_How to complete this task_
Each line of the entries below that holds "impl" is needed, copied in full.

###

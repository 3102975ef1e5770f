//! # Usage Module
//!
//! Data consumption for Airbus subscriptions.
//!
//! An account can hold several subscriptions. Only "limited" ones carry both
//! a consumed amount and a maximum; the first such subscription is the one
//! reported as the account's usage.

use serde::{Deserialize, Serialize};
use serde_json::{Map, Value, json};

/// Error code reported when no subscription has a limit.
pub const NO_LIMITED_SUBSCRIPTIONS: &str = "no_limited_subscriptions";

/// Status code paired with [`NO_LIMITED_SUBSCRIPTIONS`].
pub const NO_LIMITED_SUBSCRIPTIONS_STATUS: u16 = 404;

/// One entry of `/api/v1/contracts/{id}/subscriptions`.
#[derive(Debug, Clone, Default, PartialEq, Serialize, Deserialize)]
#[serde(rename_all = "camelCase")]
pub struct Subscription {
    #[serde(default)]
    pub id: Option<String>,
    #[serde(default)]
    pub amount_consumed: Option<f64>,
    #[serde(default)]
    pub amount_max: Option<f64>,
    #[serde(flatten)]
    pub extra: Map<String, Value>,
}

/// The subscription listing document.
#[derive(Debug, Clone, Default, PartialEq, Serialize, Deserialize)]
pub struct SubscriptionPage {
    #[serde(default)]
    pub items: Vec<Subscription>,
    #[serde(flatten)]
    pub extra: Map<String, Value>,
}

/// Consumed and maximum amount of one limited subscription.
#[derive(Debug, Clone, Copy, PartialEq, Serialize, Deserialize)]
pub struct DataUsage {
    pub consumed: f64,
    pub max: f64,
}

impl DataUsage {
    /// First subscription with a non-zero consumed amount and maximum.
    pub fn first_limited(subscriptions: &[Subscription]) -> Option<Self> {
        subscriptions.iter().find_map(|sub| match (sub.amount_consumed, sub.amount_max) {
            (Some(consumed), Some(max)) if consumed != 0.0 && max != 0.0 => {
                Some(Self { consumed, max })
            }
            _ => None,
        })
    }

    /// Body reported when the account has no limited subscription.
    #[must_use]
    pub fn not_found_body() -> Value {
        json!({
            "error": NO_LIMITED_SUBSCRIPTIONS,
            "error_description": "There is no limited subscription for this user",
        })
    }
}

###

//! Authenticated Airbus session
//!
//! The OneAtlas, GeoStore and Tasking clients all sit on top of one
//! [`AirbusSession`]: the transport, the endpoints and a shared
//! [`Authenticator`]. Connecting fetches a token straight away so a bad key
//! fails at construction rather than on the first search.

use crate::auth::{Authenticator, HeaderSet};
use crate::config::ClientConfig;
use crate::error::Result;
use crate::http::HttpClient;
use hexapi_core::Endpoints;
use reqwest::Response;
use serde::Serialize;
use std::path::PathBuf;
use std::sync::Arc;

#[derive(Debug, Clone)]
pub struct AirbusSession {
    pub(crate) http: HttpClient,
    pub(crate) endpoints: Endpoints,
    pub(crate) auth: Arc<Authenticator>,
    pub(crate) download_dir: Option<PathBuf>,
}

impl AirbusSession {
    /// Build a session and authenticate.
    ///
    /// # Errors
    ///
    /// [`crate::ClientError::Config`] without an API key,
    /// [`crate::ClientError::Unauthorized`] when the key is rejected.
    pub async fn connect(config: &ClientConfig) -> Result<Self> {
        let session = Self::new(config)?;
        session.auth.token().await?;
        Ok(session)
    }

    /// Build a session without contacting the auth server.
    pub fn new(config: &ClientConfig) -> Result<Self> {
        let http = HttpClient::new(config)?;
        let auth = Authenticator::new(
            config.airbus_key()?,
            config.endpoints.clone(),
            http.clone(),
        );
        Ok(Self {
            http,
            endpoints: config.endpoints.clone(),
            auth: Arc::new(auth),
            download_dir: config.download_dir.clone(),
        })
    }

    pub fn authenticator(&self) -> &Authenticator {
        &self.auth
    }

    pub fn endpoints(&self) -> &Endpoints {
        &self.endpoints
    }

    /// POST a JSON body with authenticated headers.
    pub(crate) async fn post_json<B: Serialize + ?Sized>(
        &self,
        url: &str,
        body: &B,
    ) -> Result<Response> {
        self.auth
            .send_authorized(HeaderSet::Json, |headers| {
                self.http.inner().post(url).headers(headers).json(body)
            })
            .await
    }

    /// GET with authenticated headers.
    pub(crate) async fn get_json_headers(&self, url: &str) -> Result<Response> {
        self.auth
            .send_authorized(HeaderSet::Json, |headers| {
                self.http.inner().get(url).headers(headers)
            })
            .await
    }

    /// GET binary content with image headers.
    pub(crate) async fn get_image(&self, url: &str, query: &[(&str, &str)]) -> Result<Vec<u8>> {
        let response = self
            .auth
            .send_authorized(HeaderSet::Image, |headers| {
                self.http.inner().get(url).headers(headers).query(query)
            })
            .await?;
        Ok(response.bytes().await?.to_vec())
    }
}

###

_Problem solution_
impl DataUsage {
impl AirbusSession {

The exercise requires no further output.